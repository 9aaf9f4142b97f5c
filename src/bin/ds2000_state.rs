
use std::env;
use std::fs;
use std::process;

use log::error;

use ds2000::{Config, DS2000, Error, Result};

fn run() -> Result<()> {
	let args:Vec<String> = env::args().collect();
	let host = match args.get(1) {
		Some(h) => h.as_str(),
		None => {
			eprintln!("Usage: ds2000_state <host> [config.json]");
			process::exit(2);
		},
	};

	let config = match args.get(2) {
		Some(path) => Config::from_json_str(&fs::read_to_string(path)?)?,
		None => Config::default(),
	};

	let mut scope = DS2000::connect(host, config)?;
	let snapshot = scope.snapshot()?;
	let json = serde_json::to_string_pretty(&snapshot).map_err(|e| Error::Config(e.to_string()))?;
	println!("{}", json);

	scope.disconnect()
}

pub fn main() {
	env_logger::init();

	if let Err(e) = run() {
		error!("{}", e);
		process::exit(1);
	}
}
━━━━━━━━━━━━━━━━
# [Problem description]
Go through the listing above and find each line that contains "process", then copy it.

# [Solved problem]
use std::process;
			process::exit(2);
		process::exit(1);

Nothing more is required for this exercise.